Mirror Maker2 Event filter capability from topic before replication

2021-05-07 Thread Anup Tiwari
Hi Team,

I have a topic which contains JSON data and multiple user click events. I
just wanted to know if we can filter out events based on keys of JSON
before replicating it to some other kafka.

Regards,
Anup Tiwari


Re: Mirror Maker2 Event filter capability from topic before replication

2021-05-07 Thread Tom Bentley
Hi Anup,

This should be possible using the Filter SMT in Kafka Connect together with
a custom Predicate which you'd have to write yourself and provide on the
plugin path.

See http://kafka.apache.org/documentation.html#connect_predicates and
https://rmoff.net/2020/12/22/twelve-days-of-smt-day-11-predicate-and-filter/
for info about Filter and predicates, and
https://stackoverflow.com/questions/61742209/smt-does-not-work-when-added-to-connect-mirror-maker-properties-mirrormaker-2
for a MM2-specific example of SMTs

Kind regards,

Tom

On Fri, May 7, 2021 at 8:49 AM Anup Tiwari  wrote:

> Hi Team,
>
> I have a topic which contains JSON data and multiple user click events.
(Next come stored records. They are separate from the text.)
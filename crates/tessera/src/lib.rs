#![warn(missing_docs)]

//! tessera: NURBS patch surface tessellation.
//!
//! Converts a [`SurfaceDefinition`] into an indexed triangle mesh
//! ([`MeshArtifact`]), falling back to a triangulation of the raw control
//! net when the surface has fewer control points than its order.
//!
//! # Example
//!
//! ```rust
//! use tessera::{tessellate, MeshKind, Point3, SurfaceDefinition, TessellationConfig};
//!
//! let pts = vec![
//!     Point3::new(0.0, 0.0, 0.0),
//!     Point3::new(1.0, 0.0, 0.0),
//!     Point3::new(2.0, 0.0, 0.0),
//!     Point3::new(0.0, 1.0, 0.0),
//!     Point3::new(1.0, 1.0, 1.0),
//!     Point3::new(2.0, 1.0, 0.0),
//! ];
//! let def = SurfaceDefinition::new(3, 2, 3, 2, pts).with_tessellation(3.0, 2.0);
//! let mesh = tessellate(&def, &TessellationConfig::default(), None).unwrap();
//! assert_eq!(mesh.kind, MeshKind::Fine);
//! assert_eq!(mesh.num_triangles(), 4);
//! ```

use rayon::prelude::*;
use thiserror::Error;

pub mod config;
pub mod export;
pub mod node;

pub use config::TessellationConfig;
pub use node::{PatchSurface, RebuildOutcome, SurfaceField, SurfaceTrim};
pub use tessera_math::{Point3, Vec3};
pub use tessera_nurbs::{
    BasisCache, BasisCacheStats, Direction, SampledGrid, SurfaceDefinition, SurfaceError,
    SurfaceId, SurfaceSampler,
};
pub use tessera_tessellate::{MeshArtifact, MeshKind, TexCoordSource};

/// Errors returned by tessera operations.
#[derive(Error, Debug)]
pub enum Error {
    /// Surface evaluation or mesh construction failed.
    #[error(transparent)]
    Surface(#[from] SurfaceError),
    /// A TOML configuration could not be parsed.
    #[error("config error: {0}")]
    Config(#[from] toml::de::Error),
    /// JSON (de)serialization failed.
    #[error("JSON error: {0}")]
    Json(#[from] serde_json::Error),
    /// An I/O error occurred while reading input or writing export files.
    #[error("IO error: {0}")]
    Io(#[from] std::io::Error),
    /// A field name is not part of the patch surface.
    #[error("unknown surface field: {0}")]
    UnknownField(String),
    /// A mesh artifact is inconsistent (ragged buffers or out-of-range indices).
    #[error("invalid mesh: {0}")]
    InvalidMesh(String),
    /// An export path has no supported extension.
    #[error("unsupported export format: {0}")]
    UnsupportedFormat(String),
}

/// Result type for tessera operations.
pub type Result<T> = std::result::Result<T, Error>;

/// Sample the surface and build its fine mesh.
pub(crate) fn build_fine_mesh(
    def: &SurfaceDefinition,
    config: &TessellationConfig,
    cache: Option<(&BasisCache, SurfaceId)>,
    tex_source: Option<&dyn TexCoordSource>,
) -> std::result::Result<MeshArtifact, SurfaceError> {
    let mut sampler = SurfaceSampler::new(def, &config.sampling_options())?;
    if let (true, Some((cache, id))) = (config.cache, cache) {
        sampler = sampler.with_cache(cache, id);
    }
    let grid = sampler.sample()?;
    let mesh = tessera_tessellate::build_fine(&grid, def.normal_per_vertex, tex_source);
    log::debug!(
        "fine mesh: {}x{} samples, {} triangles",
        grid.u_samples,
        grid.v_samples,
        mesh.num_triangles()
    );
    Ok(mesh)
}

/// Full rebuild: evaluate the surface on its tessellation grid and
/// triangulate it.
///
/// `cache` routes basis evaluation through a shared [`BasisCache`] under the
/// given surface id (ignored when `config.cache` is off). Fails with
/// `MalformedControlNet` or `InsufficientControlPoints`; no partial mesh is
/// ever returned.
pub fn rebuild(
    def: &SurfaceDefinition,
    config: &TessellationConfig,
    cache: Option<(&BasisCache, SurfaceId)>,
) -> std::result::Result<MeshArtifact, SurfaceError> {
    build_fine_mesh(def, config, cache, None)
}

/// Degraded rebuild that triangulates the control net itself.
pub fn rebuild_coarse(def: &SurfaceDefinition) -> std::result::Result<MeshArtifact, SurfaceError> {
    tessera_tessellate::build_coarse(def)
}

/// [`rebuild`], falling back to [`rebuild_coarse`] when the surface has too
/// few control points to evaluate. Malformed input is still an error.
pub fn tessellate(
    def: &SurfaceDefinition,
    config: &TessellationConfig,
    cache: Option<(&BasisCache, SurfaceId)>,
) -> std::result::Result<MeshArtifact, SurfaceError> {
    match rebuild(def, config, cache) {
        Err(err @ SurfaceError::InsufficientControlPoints { .. }) => {
            log::warn!("{err}; using coarse control-net mesh");
            rebuild_coarse(def)
        }
        other => other,
    }
}

/// Tessellate many surfaces in parallel, sharing one basis cache.
///
/// Each entry pairs a surface with the id its cache slots live under.
/// Results come back in input order; a failure affects only its own entry.
pub fn rebuild_all(
    surfaces: &[(SurfaceId, SurfaceDefinition)],
    config: &TessellationConfig,
    cache: &BasisCache,
) -> Vec<std::result::Result<MeshArtifact, SurfaceError>> {
    surfaces
        .par_iter()
        .map(|(id, def)| tessellate(def, config, Some((cache, *id))))
        .collect()
}

#[cfg(test)]
mod tests {
    use super::*;

    fn net(nu: usize, nv: usize) -> Vec<Point3> {
        let mut pts = Vec::with_capacity(nu * nv);
        for j in 0..nv {
            for i in 0..nu {
                pts.push(Point3::new(i as f64, j as f64, ((i + j) % 2) as f64));
            }
        }
        pts
    }

    #[test]
    fn test_rebuild_is_deterministic() {
        let def = SurfaceDefinition::new(5, 4, 3, 3, net(5, 4));
        let cfg = TessellationConfig::default();
        let a = rebuild(&def, &cfg, None).unwrap();
        let b = rebuild(&def, &cfg, None).unwrap();
        assert_eq!(a, b);
        assert_eq!(a.num_vertices(), 11 * 9);
    }

    #[test]
    fn test_cached_rebuild_matches_uncached() {
        let def = SurfaceDefinition::new(5, 4, 4, 2, net(5, 4));
        let cfg = TessellationConfig::default();
        let cache = BasisCache::new();
        let id = SurfaceId::next();
        let direct = rebuild(&def, &cfg, None).unwrap();
        let first = rebuild(&def, &cfg, Some((&cache, id))).unwrap();
        let second = rebuild(&def, &cfg, Some((&cache, id))).unwrap();
        assert_eq!(direct, first);
        assert_eq!(first, second);
        assert_eq!(cache.stats().hits, 2);
    }

    #[test]
    fn test_cache_disabled_by_config() {
        let def = SurfaceDefinition::new(3, 3, 2, 2, net(3, 3));
        let cfg = TessellationConfig {
            cache: false,
            ..TessellationConfig::default()
        };
        let cache = BasisCache::new();
        rebuild(&def, &cfg, Some((&cache, SurfaceId::next()))).unwrap();
        assert!(cache.is_empty());
    }

    #[test]
    fn test_tessellate_falls_back_to_coarse() {
        let def = SurfaceDefinition::new(2, 2, 3, 3, net(2, 2));
        let cfg = TessellationConfig::default();
        assert!(matches!(
            rebuild(&def, &cfg, None),
            Err(SurfaceError::InsufficientControlPoints { .. })
        ));
        let mesh = tessellate(&def, &cfg, None).unwrap();
        assert_eq!(mesh.kind, MeshKind::Coarse);
        assert_eq!(mesh.indices, vec![0, 1, 2, 2, 1, 3]);
    }

    #[test]
    fn test_tessellate_malformed_is_error() {
        let def = SurfaceDefinition::new(3, 3, 2, 2, net(3, 2));
        assert!(matches!(
            tessellate(&def, &TessellationConfig::default(), None),
            Err(SurfaceError::MalformedControlNet(_))
        ));
    }

    #[test]
    fn test_max_samples_caps_hint() {
        let def = SurfaceDefinition::new(3, 3, 3, 3, net(3, 3)).with_tessellation(500.0, 4.0);
        let cfg = TessellationConfig {
            max_samples: 16,
            ..TessellationConfig::default()
        };
        let mesh = rebuild(&def, &cfg, None).unwrap();
        assert_eq!(mesh.num_vertices(), 16 * 4);
    }

    #[test]
    fn test_rebuild_all_keeps_order_and_isolates_failures() {
        let cache = BasisCache::new();
        let surfaces = vec![
            (SurfaceId::next(), SurfaceDefinition::new(4, 4, 3, 3, net(4, 4))),
            (SurfaceId::next(), SurfaceDefinition::new(3, 3, 2, 2, net(3, 2))),
            (SurfaceId::next(), SurfaceDefinition::new(2, 3, 4, 2, net(2, 3))),
        ];
        let results = rebuild_all(&surfaces, &TessellationConfig::default(), &cache);
        assert_eq!(results.len(), 3);
        assert_eq!(results[0].as_ref().unwrap().kind, MeshKind::Fine);
        assert!(results[1].is_err());
        assert_eq!(results[2].as_ref().unwrap().kind, MeshKind::Coarse);
        assert_eq!(cache.len(), 2);
    }
}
I
> just wanted to know if we can filter out events based on keys of JSON
> before replicating it to some other kafka.
>
> Regards,
> Anup Tiwari
>


Re: Mirror Maker2 Event filter capability from topic before replication

2021-05-07 Thread Anup Tiwari
Hi Tom,

Thanks for quick reply. As per your comments, it seems we will have to
build something of our own together to work with MM2.
So just wanted to confirm that it is not an inbuilt feature.. right? Like
confluent replicator provide this.
Also are we planning to add this in near future?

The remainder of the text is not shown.